Let $f: X \to S$ be a proper morphism ($S$ locally noetherian), and $X \to S' \to S$ its Stein factorisation. By Zariski's Main Theorem the number of geometric connected components of the fibers of $f$ can be read from the cardinal of the fibers of the finite $S' \to S$. In particular if all fibers of $f$ are geometrically connected, then $S' \to S$ is radicial.

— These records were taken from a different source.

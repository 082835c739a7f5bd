//! reskin - checkpointed screen-redesign pipeline
//!
//! Takes captured screens of an existing application and restyles them through an
//! image-generation service: 14 validated anchor images fix the visual language,
//! propagation applies it to every screen in checkpointed batches, state variants
//! cover loading/empty/error/success, and a bounded coherence loop regenerates the
//! worst outliers.
//!
//! reskin can be used in two ways:
//! - **CLI**: the `reskin` binary
//! - **Library**: drive a project through [`PipelineHandle`]
//!
//! # Quick Start (CLI)
//!
//! ```bash
//! reskin init shop --source-url https://shop.example.test
//! reskin import-captures shop captures/screens.json
//! reskin import-audit shop audit/findings.json
//!
//! # Generate anchors; stops at each validation gate
//! reskin anchor shop
//! reskin gate select shop anchor-01 2
//! reskin gate approve shop anchor-02
//!
//! # Everything that remains, offline
//! reskin run shop --dry-run
//! reskin status shop --json
//! ```
//!
//! # Quick Start (Library)
//!
//! ```rust,no_run
//! use camino::Utf8Path;
//! use reskin::{Config, PipelineHandle};
//!
//! # async fn demo() -> Result<(), reskin::ReskinError> {
//! let handle = PipelineHandle::open("shop", Config::minimal_for_testing())?;
//! handle.init("https://shop.example.test")?;
//! handle.import_captures(Utf8Path::new("captures/screens.json"))?;
//! let report = handle.run().await?;
//! if let Some(halted) = &report.halted {
//!     println!("{}", halted.describe());
//! }
//! # Ok(())
//! # }
//! ```
//!
//! # Persisted layout
//!
//! Each project lives under `$RESKIN_HOME/projects/<id>/` (default `.reskin`).
//! Reports are written as JCS (RFC 8785) canonical JSON so identical state gives
//! identical bytes.

pub mod cli;

/// Phase identifiers, in pipeline order.
pub use reskin_utils::types::{PhaseId, PhaseStatus, Viewport};

/// Configuration with discovery and precedence: CLI > config file > defaults.
pub use reskin_config::{ApprovalMode, CliArgs, Config, ConfigBuilder};

/// Library-level error type and the CLI exit codes it maps to.
pub use reskin_utils::error::ReskinError;
pub use reskin_utils::exit_codes::ExitCode;

pub use reskin_utils::canonicalization::emit_jcs;

pub use reskin_engine::{
    AnchorSet, AnchoringOutcome, CoherenceOutcome, CoherenceReport, PhaseSummary, PipelineHandle,
    PropagationReport, RunReport, StatesReport,
};
pub use reskin_generation::{GenerationBackend, StubBackend};
pub use reskin_lock::ProjectLock;
pub use reskin_manifest::{GateKind, GateResponse, Manifest, PendingGate};

/// Engine internals: scoring seams, reports and prompts. Not covered by
/// semver stability guarantees.
#[doc(hidden)]
pub mod engine {
    pub use reskin_engine::*;
}
/// Every screen and variant the loop reviews, screens first.
fn collect_items(
    handle: &PipelineHandle,
    screens: &PropagationReport,
    states: &StatesReport,
) -> Vec<CoherenceItem> {
    let paths = handle.paths();
    let screen_items = screens.screens.iter().map(|s| CoherenceItem {
        item_id: s.screen_id.clone(),
        screen_id: s.screen_id.clone(),
        state: None,
        screen_type: s.screen_type,
        path: paths.resolve(&s.output_path),
        success: s.success,
        attempts: s.attempts,
        strength: s.strength,
    });
    let state_items = states.variants.iter().map(|v| CoherenceItem {
        item_id: v.item_id(),
        screen_id: v.screen_id.clone(),
        state: Some(v.state),
        screen_type: v.screen_type,
        path: paths.resolve(&v.output_path),
        success: v.success,
        attempts: v.attempts,
        strength: v.strength,
    });
    screen_items.chain(state_items).collect()
}

/// Inputs of one regeneration, resolved before the concurrent calls start.
struct RegenerationTarget {
    outlier: OutlierInfo,
    prompt: String,
    base: Utf8PathBuf,
    output: Utf8PathBuf,
}

impl PipelineHandle {
    /// Run the convergence loop and complete the coherence phase.
    ///
    /// Unresolved outliers are a degraded success, not an error.
    pub async fn run_coherence(&self) -> Result<CoherenceReport, ReskinError> {
        let phase = PhaseId::Coherence;
        let mut manifest = self.manifest()?;
        let report_path = self.paths().coherence_report();

        if manifest.status(phase) == PhaseStatus::Complete {
            return read_report(&report_path)?.ok_or_else(|| {
                PhaseError::MissingInput {
                    phase,
                    input: "coherence report".to_string(),
                }
                .into()
            });
        }
        manifest.ensure_can_start(phase)?;

        let policy = CoherencePolicy::from_config(self.config());
        let viewport = manifest.viewport;
        let anchors = self.validated_anchor_paths()?;
        if anchors.is_empty() {
            return Err(PhaseError::NoValidatedAnchors { phase }.into());
        }
        let style = self.load_style()?;
        let mut screens: PropagationReport =
            read_report(&self.paths().propagation_report())?.unwrap_or_default();
        let mut states: StatesReport =
            read_report(&self.paths().states_report())?.unwrap_or_default();
        let item_count = screens.screens.len() + states.variants.len();
        let pass_log = self.paths().coherence_pass_log();
        let regeneration_log = self.paths().regeneration_log();

        if manifest.status(phase) == PhaseStatus::Failed {
            manifest.reopen(phase);
        }
        let start_pass = if manifest.status(phase) == PhaseStatus::InProgress {
            u32::try_from(manifest.phase(phase).batch_cursor).unwrap_or(u32::MAX)
        } else {
            0
        };

        // Records past the committed cursor belong to a pass that never checkpointed.
        let passes: Vec<PassSummary> = read_records(&pass_log)?;
        let mut passes: Vec<PassSummary> =
            passes.into_iter().filter(|p| p.pass < start_pass).collect();
        let regenerations: Vec<RegenerationRecord> = read_records(&regeneration_log)?;
        let mut regenerations: Vec<RegenerationRecord> =
            regenerations.into_iter().filter(|r| r.pass < start_pass).collect();
        rewrite_records(&pass_log, &passes)?;
        rewrite_records(&regeneration_log, &regenerations)?;

        if manifest.status(phase) == PhaseStatus::InProgress {
            info!(
                project_id = %self.project_id(),
                pass = start_pass,
                regenerations = regenerations.len(),
                "Resuming coherence"
            );
        } else {
            manifest.transition(phase, PhaseStatus::InProgress, PhaseUpdate::total(item_count))?;
            self.save(&manifest)?;
        }
        let timer = PhaseTimer::start(self.project_id(), phase.as_str());

        let mut pass = start_pass;
        let (outcome, overall, unresolved) = loop {
            let items = collect_items(self, &screens, &states);
            let mut scores = Vec::with_capacity(items.len());
            let mut outliers = Vec::new();
            for item in &items {
                let assessment = self.scorer().assess(item, &anchors);
                scores.push(assessment.score);
                if assessment.score >= policy.outlier_threshold {
                    outliers.push(OutlierInfo {
                        item_id: item.item_id.clone(),
                        screen_id: item.screen_id.clone(),
                        state: item.state,
                        score: assessment.score,
                        reasons: assessment.reasons,
                        recommendations: assessment.recommendations,
                        regenerate: assessment.score >= policy.regenerate_threshold,
                    });
                }
            }
            let overall = overall_score(&scores);
            let must_regenerate = outliers.iter().any(|o| o.regenerate);
            debug!(pass, overall, outliers = outliers.len(), "Coherence pass scored");

            let mut summary = PassSummary {
                pass,
                overall_score: overall,
                items: items.len(),
                outliers: outliers.clone(),
                regenerated: 0,
            };

            match decide(overall, pass, &policy, must_regenerate) {
                PassDecision::Finish(outcome) => {
                    passes.push(summary);
                    let unresolved = if outcome == CoherenceOutcome::Converged {
                        Vec::new()
                    } else {
                        outliers
                    };
                    break (outcome, overall, unresolved);
                }
                PassDecision::Regenerate => {
                    let targets: Vec<RegenerationTarget> = outliers
                        .into_iter()
                        .filter(|o| o.regenerate)
                        .filter_map(|o| self.regeneration_target(o, &screens, &states, &style))
                        .collect();
                    let records = join_all(
                        targets
                            .iter()
                            .map(|t| self.regenerate(t, pass, &style, &anchors, viewport, &policy)),
                    )
                    .await;

                    for record in records {
                        apply_regeneration(&record, &mut screens, &mut states, self);
                        append_record(&regeneration_log, &record)?;
                        regenerations.push(record);
                    }
                    summary.regenerated = targets.len();
                    append_record(&pass_log, &summary)?;
                    passes.push(summary);

                    screens.refresh_summary();
                    states.refresh_summary();
                    write_report(&self.paths().propagation_report(), &screens)?;
                    write_report(&self.paths().states_report(), &states)?;
                    pass += 1;
                    manifest.checkpoint(phase, pass as usize, regenerations.len())?;
                    self.save(&manifest)?;
                    info!(
                        project_id = %self.project_id(),
                        pass,
                        overall,
                        "Coherence pass regenerated outliers"
                    );
                }
            }
        };

        let report = CoherenceReport {
            items: item_count,
            passes,
            overall_score: overall,
            outcome,
            threshold: policy.threshold,
            max_passes: policy.max_passes,
            unresolved,
            total_cost: regenerations.iter().map(|r| r.cost).sum(),
            regenerations,
        };
        write_report(&report_path, &report)?;

        manifest.transition(
            phase,
            PhaseStatus::Complete,
            PhaseUpdate::none().with_items_completed(item_count),
        )?;
        self.save(&manifest)?;
        if outcome != CoherenceOutcome::Converged {
            warn!(
                project_id = %self.project_id(),
                outcome = %outcome,
                unresolved = report.unresolved.len(),
                "Coherence finished without converging"
            );
        }
        timer.complete();
        Ok(report)
    }

    fn regeneration_target(
        &self,
        outlier: OutlierInfo,
        screens: &PropagationReport,
        states: &StatesReport,
        style: &StyleContext,
    ) -> Option<RegenerationTarget> {
        let paths = self.paths();
        match outlier.state {
            None => {
                let screen = screens.screens.iter().find(|s| s.screen_id == outlier.screen_id)?;
                Some(RegenerationTarget {
                    prompt: screen_prompt(
                        &screen.name,
                        screen.screen_type,
                        style,
                        &screen.improvements,
                    ),
                    base: Utf8PathBuf::from(&screen.original_path),
                    output: paths.resolve(&screen.output_path),
                    outlier,
                })
            }
            Some(state) => {
                let variant = states
                    .variants
                    .iter()
                    .find(|v| v.screen_id == outlier.screen_id && v.state == state)?;
                Some(RegenerationTarget {
                    prompt: state_prompt(&variant.screen_name, state, style),
                    base: paths.resolve(&variant.base_path),
                    output: paths.resolve(&variant.output_path),
                    outlier,
                })
            }
        }
    }

    async fn regenerate(
        &self,
        target: &RegenerationTarget,
        pass: u32,
        style: &StyleContext,
        anchors: &[Utf8PathBuf],
        viewport: Viewport,
        policy: &CoherencePolicy,
    ) -> RegenerationRecord {
        let outlier = &target.outlier;
        let ladder = EscalationLadder::new(target.prompt.clone(), style)
            .with_fixes(outlier.recommendations.clone());
        let reasons: Vec<&str> = outlier.reasons.iter().map(OutlierReason::as_str).collect();

        let result = self
            .restyle(RestyleJob {
                item: outlier.item_id.clone(),
                base: target.base.clone(),
                output: target.output.clone(),
                strength: REGENERATION_STRENGTH,
                ladder,
                policy: RetryPolicy::new(policy.regen_attempts, self.config().backoff_ms()),
                references: anchors,
                viewport,
            })
            .await;

        RegenerationRecord {
            item_id: outlier.item_id.clone(),
            screen_id: outlier.screen_id.clone(),
            state: outlier.state,
            pass,
            reason: format!("score {:.1}: {}", outlier.score, reasons.join(", ")),
            success: result.success,
            attempts: result.attempts,
            cost: result.cost,
            error: result.error,
        }
    }
}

I expect that if furthermore the fibers of $f$ are geometrically reduced (and $f$ is surjective and $S$ reduced in order to remove trivial counterexamples), then $S'=S$ that is $f$ is an $\mathcal{O}$-morphism (viz. $f_*\mathcal{O}_X = \mathcal{O}_S$). Strangely I only find this fact when $f$ is furthermore assumed to be flat, for instance: https://stacks.math.columbia.edu/tag/0E0L.

Here is an outline of a demonstration (suggested by a friend): we want to show that $S' \to S$ is an isomorphism. Since it is a surjection by assumption on $f$, it suffices to show that it is an immersion. By our assumptions on $f$, $S' \to S$ has geometrically connected and reduced fibers. We way assume that $S=\textrm{Spec} A$ and $S'=\textrm{Spec} B$, with $A \to B$ finite. Let $C$ be the cokernel of $A \to B$ (seen as a $A$-module). If $p$ is a prime ideal in $A$, $B \otimes_A \overline{k}(p) = \overline{k}(p)$ (since it is connected and reduced over $\overline{k}(p)$), so $C \otimes_A \overline{k}(p)=0$, so $C=0$.

Is the above proof indeed correct? Does the hypotheses already imply that $f$ is flat? Is there a reference to this result somewhere in the literature, presumably in EGA?